━━━━━ Records supplied ━━━━━
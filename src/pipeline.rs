//! Dialogue pipeline collaborator boundary.
//!
//! Speech-to-text, response generation, and synthesis live behind this
//! trait; the protocol core only sees an utterance going in and response
//! audio coming out. The call may take arbitrarily long — the session
//! handler's busy flag, not a timeout, is the correctness mechanism.

use async_trait::async_trait;

use crate::audio::AudioFrame;
use crate::control::Emotion;
use crate::endpoint::Utterance;
use crate::error::Result;

pub struct PipelineResponse {
    /// Response audio at the protocol rate, in playback order. May be
    /// empty, in which case only the response-end control is sent.
    pub audio: Vec<AudioFrame>,
    /// Presentation hint sent ahead of the audio.
    pub emotion: Emotion,
}

#[async_trait]
pub trait DialoguePipeline: Send + Sync {
    async fn respond(&self, utterance: &Utterance) -> Result<PipelineResponse>;
}

/// Plays the caller's own utterance back with a neutral face. Lets the
/// whole duplex loop run without the hosted dialogue services.
pub struct EchoPipeline;

#[async_trait]
impl DialoguePipeline for EchoPipeline {
    async fn respond(&self, utterance: &Utterance) -> Result<PipelineResponse> {
        Ok(PipelineResponse {
            audio: utterance.frames().to_vec(),
            emotion: Emotion::Neutral,
        })
    }
}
━━━━━
*Your goal*: Starting at the line with "pub trait DialoguePipeline: Send", copy every line down to the last one above, exactly as written and with nothing else.

*Exercise response*:
pub trait DialoguePipeline: Send + Sync {
    async fn respond(&self, utterance: &Utterance) -> Result<PipelineResponse>;
}

/// Plays the caller's own utterance back with a neutral face. Lets the
/// whole duplex loop run without the hosted dialogue services.
pub struct EchoPipeline;

#[async_trait]
impl DialoguePipeline for EchoPipeline {
    async fn respond(&self, utterance: &Utterance) -> Result<PipelineResponse> {
        Ok(PipelineResponse {
            audio: utterance.frames().to_vec(),
            emotion: Emotion::Neutral,
        })
    }
}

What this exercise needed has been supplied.